Wearing glasses can dramatically change your appearance, and the right pair will highlight your features and make you feel good.

However, there is now evidence that being a spectacles-wearer can also change the perspectives of those around you. The historical stereotype is, of course, that people who wear glasses are more intelligent. I call this the “specs effect”, and it can be used to your advantage – for example, it’s now recommended that you wear your specs on for a job interview as it makes you look smarter!

A number of recent studies in psychology have explored this myth further, to try and understand our bias.  One study included 76 participants,who rated 78 different facial images for six different personality traits.

The image set included 26 images of faces without glasses, 26 images of faces with full-rimmed glasses, and 26 images of faces with rimless glasses. All the images were ranked by all of the participants and they had to decide the success, intelligence, trustworthiness, attractiveness, likability, and cooperativeness of the different faces on the basis of the image alone!

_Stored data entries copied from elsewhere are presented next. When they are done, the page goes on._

use async_trait::async_trait;
use chrono::{DateTime, Utc};
use uuid::Uuid;

use crate::{
    application::repos::{OutboxRepo, RepoError},
    domain::entities::OutboxRecord,
};

use super::{PostgresRepositories, map_sqlx_error};

#[derive(sqlx::FromRow)]
struct OutboxRow {
    id: Uuid,
    draft_id: Uuid,
    created_at: DateTime<Utc>,
    delivered_at: Option<DateTime<Utc>>,
}

impl From<OutboxRow> for OutboxRecord {
    fn from(row: OutboxRow) -> Self {
        Self {
            id: row.id,
            draft_id: row.draft_id,
            created_at: row.created_at,
            delivered_at: row.delivered_at,
        }
    }
}

#[async_trait]
impl OutboxRepo for PostgresRepositories {
    async fn list_undelivered(&self, limit: i64) -> Result<Vec<OutboxRecord>, RepoError> {
        let rows = sqlx::query_as::<_, OutboxRow>(
            r#"
            SELECT id, draft_id, created_at, delivered_at
            FROM notification_outbox
            WHERE delivered_at IS NULL
            ORDER BY created_at
            LIMIT $1
            "#,
        )
        .bind(limit)
        .fetch_all(self.pool())
        .await
        .map_err(map_sqlx_error)?;
        Ok(rows.into_iter().map(Into::into).collect())
    }

    async fn mark_delivered(&self, id: Uuid, at: DateTime<Utc>) -> Result<(), RepoError> {
        let result = sqlx::query(
            r#"
            UPDATE notification_outbox
            SET delivered_at = $2
            WHERE id = $1 AND delivered_at IS NULL
            "#,
        )
        .bind(id)
        .bind(at)
        .execute(self.pool())
        .await
        .map_err(map_sqlx_error)?;
        if result.rows_affected() == 0 {
            return Err(RepoError::NotFound);
        }
        Ok(())
    }
}
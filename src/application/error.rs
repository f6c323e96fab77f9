//! Error taxonomy for the pipeline.
//!
//! Job processors return a [`JobError`] carrying an [`ErrorKind`]; the
//! worker layer decides retry/skip/fail from the kind alone.

use thiserror::Error;

use crate::infra::error::InfraError;

/// How the worker layer should treat a failed job.
#[derive(Debug, Clone, Copy, PartialEq, Eq)]
pub enum ErrorKind {
    /// Required configuration is absent. Fatal at startup.
    ConfigMissing,
    /// Worth retrying with backoff.
    Transient,
    /// Log and surface to the operator; retrying will not help.
    Permanent,
    /// Domain-specific absence; usually non-fatal.
    NotFound,
    /// Another holder owns the serializing lock. The job counts as a
    /// skipped success.
    Conflict,
}

#[derive(Debug, Error)]
#[error("{message}")]
pub struct JobError {
    pub kind: ErrorKind,
    pub message: String,
}

impl JobError {
    fn new(kind: ErrorKind, message: impl Into<String>) -> Self {
        Self {
            kind,
            message: message.into(),
        }
    }

    pub fn config_missing(message: impl Into<String>) -> Self {
        Self::new(ErrorKind::ConfigMissing, message)
    }

    pub fn transient(message: impl Into<String>) -> Self {
        Self::new(ErrorKind::Transient, message)
    }

    pub fn permanent(message: impl Into<String>) -> Self {
        Self::new(ErrorKind::Permanent, message)
    }

    pub fn not_found(message: impl Into<String>) -> Self {
        Self::new(ErrorKind::NotFound, message)
    }

    pub fn conflict(message: impl Into<String>) -> Self {
        Self::new(ErrorKind::Conflict, message)
    }

    pub fn is_retryable(&self) -> bool {
        self.kind == ErrorKind::Transient
    }
}

#[derive(Debug, Error)]
pub enum AppError {
    #[error(transparent)]
    Infra(#[from] InfraError),
    #[error(transparent)]
    Job(#[from] JobError),
    #[error("unexpected error: {0}")]
    Unexpected(String),
}

impl AppError {
    pub fn unexpected(message: impl Into<String>) -> Self {
        Self::Unexpected(message.into())
    }
}

#[cfg(test)]
mod tests {
    use super::*;

    #[test]
    fn only_transient_errors_are_retryable() {
        assert!(JobError::transient("upstream timed out").is_retryable());
        for err in [
            JobError::config_missing("object_store.bucket is unset"),
            JobError::permanent("feed rejected every entry"),
            JobError::not_found("ingestion source vanished"),
            JobError::conflict("another holder owns the build lock"),
        ] {
            assert!(!err.is_retryable(), "{:?} must not retry", err.kind);
        }
    }
}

This study provided no background information to the participants about the images, in order to learn more about their preconceived ideas and stereotypes of the types of people who wear glasses.

Colin-Firth-Kingsman

The results were very interesting; there was no bias towards faces with rimless glasses, therefore their ranking did not differ from faces without glasses for attractiveness or likability – you are scientifically just as gorgeous whilst wearing your rimless specs as you are without them. However, you also appear more trustworthy, intelligent and successful in them, so you’re officially perceived as a “better” version of you.

In fact, this study showed that all individuals, regardless of sartorial choices, were ranked as more successful and more intelligent-looking, than the other photographs of people who were not wearing glasses. The results of the studies genuinely show that glasses do have a real effect upon how you are evaluated by other people, and that this impact is positive.

But why do people preferentially rate people who wear glasses as more successful, trustworthy and intelligent? We need to look back into the past to understand this. Historically, people who were educated, wealthy or academics were more likely to be glasses-wearers, but also there might be some self-selection at play.

Perhaps the individuals who wore glasses whilst they were growing up, were more likely to spend time reading and studying, than to risk breaking their specs on the sports field?

hawkings

Finally, another study from the University Medical Center in Germany investigated 4,600 short-sighted Germans between the ages of 35 and 74. Their study showed that about 53% of their participants had completed a degree, a very large proportion, even for a European nation!

This is just one piece of research though, and it is unlikely that your intelligence is determined by your glasses. However, I think it’s best to be on the safe side, so I’ll be wearing my favourite pair of glasses at my next study group!

Leder, H., Forster, M., & Gerger, G. (2015). The glasses stereotype revisited.Swiss Journal of Psychology/Schweizerische Zeitschrift für Psychologie/Revue Suisse de Psychologie.